Saved entries
'''

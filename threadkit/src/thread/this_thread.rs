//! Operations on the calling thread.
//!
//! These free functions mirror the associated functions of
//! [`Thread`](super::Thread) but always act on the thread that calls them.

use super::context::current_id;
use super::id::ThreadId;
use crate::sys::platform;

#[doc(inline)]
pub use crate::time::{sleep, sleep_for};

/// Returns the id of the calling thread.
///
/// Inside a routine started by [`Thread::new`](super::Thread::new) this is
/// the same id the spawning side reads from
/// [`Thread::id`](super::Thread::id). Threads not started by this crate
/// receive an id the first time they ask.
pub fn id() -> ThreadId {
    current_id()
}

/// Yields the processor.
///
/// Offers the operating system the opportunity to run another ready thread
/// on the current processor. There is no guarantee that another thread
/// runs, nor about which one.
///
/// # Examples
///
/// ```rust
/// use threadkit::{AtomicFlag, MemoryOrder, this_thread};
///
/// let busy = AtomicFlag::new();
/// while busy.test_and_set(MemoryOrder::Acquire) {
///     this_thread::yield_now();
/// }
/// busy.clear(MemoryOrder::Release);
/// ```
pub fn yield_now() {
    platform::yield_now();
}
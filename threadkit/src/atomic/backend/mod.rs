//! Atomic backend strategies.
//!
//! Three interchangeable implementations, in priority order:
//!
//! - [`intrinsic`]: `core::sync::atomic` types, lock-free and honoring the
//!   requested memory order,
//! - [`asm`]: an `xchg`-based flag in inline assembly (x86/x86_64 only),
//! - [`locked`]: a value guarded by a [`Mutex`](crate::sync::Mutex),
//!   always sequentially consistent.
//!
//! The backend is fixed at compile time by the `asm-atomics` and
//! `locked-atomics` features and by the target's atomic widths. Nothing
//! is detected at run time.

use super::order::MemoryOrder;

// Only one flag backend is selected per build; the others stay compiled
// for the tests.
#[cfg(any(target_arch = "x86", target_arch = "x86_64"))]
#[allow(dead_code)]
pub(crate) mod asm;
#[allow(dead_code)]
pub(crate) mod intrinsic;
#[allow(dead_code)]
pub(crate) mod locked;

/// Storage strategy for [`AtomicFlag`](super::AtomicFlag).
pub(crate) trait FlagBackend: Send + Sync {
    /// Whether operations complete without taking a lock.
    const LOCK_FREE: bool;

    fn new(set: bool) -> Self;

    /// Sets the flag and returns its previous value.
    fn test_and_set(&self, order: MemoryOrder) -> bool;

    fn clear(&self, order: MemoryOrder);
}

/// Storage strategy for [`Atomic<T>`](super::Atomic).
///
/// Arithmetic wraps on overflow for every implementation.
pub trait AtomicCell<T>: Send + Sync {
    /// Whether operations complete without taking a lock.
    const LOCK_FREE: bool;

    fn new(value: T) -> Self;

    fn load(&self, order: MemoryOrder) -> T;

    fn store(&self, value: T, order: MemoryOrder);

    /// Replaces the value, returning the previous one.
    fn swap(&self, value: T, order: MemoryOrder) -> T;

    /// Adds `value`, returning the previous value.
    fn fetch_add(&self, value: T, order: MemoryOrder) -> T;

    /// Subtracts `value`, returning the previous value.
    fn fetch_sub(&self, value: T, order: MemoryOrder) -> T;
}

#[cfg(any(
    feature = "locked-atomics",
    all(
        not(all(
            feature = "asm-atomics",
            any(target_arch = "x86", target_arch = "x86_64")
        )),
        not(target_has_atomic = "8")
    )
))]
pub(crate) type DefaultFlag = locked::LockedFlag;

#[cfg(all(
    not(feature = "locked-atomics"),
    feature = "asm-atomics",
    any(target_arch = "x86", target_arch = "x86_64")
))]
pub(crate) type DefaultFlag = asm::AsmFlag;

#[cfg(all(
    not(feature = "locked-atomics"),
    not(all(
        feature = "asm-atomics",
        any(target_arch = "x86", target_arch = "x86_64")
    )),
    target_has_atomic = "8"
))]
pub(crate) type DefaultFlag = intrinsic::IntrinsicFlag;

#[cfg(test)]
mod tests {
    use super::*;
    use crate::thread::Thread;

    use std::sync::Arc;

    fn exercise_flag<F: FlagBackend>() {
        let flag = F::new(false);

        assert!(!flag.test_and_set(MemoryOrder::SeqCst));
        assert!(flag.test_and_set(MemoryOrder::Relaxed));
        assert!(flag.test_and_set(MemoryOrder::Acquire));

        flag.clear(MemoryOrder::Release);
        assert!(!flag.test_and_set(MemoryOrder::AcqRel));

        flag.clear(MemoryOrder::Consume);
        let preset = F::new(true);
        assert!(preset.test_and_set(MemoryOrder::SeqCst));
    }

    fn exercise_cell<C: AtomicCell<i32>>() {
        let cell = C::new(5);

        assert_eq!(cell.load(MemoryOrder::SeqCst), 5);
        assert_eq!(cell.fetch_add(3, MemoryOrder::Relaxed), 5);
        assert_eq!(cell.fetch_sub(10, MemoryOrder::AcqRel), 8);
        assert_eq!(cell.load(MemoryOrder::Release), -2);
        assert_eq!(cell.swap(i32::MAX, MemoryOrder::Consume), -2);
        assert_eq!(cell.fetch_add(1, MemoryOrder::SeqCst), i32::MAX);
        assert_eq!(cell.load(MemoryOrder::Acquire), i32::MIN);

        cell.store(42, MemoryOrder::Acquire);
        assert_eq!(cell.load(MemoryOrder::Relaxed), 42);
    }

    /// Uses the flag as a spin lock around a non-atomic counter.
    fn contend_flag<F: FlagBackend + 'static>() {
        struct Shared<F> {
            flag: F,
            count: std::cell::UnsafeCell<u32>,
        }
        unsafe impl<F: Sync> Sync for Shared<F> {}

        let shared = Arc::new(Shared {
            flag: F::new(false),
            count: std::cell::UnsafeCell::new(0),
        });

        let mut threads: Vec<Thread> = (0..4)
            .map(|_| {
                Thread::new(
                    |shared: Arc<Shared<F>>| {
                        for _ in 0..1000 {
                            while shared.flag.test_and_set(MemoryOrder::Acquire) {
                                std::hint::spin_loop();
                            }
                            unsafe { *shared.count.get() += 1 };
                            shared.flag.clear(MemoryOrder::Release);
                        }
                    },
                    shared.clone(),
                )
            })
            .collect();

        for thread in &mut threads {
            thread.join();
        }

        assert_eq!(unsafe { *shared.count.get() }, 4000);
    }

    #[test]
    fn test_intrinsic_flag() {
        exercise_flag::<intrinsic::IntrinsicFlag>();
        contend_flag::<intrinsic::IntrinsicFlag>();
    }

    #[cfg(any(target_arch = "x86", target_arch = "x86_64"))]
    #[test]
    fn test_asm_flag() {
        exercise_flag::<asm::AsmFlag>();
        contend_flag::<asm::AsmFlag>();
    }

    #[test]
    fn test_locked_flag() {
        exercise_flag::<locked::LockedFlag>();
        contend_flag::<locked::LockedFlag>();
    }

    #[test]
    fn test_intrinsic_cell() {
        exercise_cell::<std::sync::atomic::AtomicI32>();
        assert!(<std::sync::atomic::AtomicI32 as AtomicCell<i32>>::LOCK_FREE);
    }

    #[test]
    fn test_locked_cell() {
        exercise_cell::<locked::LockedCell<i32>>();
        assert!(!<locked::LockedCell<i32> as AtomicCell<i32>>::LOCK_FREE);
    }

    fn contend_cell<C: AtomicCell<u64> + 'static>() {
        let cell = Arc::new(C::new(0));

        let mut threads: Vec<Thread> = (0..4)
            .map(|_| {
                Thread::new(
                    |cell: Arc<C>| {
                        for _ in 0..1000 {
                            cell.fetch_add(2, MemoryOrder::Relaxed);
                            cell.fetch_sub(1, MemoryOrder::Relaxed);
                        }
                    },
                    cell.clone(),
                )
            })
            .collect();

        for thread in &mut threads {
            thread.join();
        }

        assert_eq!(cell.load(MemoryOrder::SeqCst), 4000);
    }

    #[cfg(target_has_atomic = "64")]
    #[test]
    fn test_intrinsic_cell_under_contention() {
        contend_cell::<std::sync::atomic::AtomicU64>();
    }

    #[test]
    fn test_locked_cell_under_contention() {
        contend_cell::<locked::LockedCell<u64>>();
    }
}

'''

### Directions
Every line that contains the string "platform" should be copied from the entries.

### Solution to this task
use crate::sys::platform;
    platform::yield_now();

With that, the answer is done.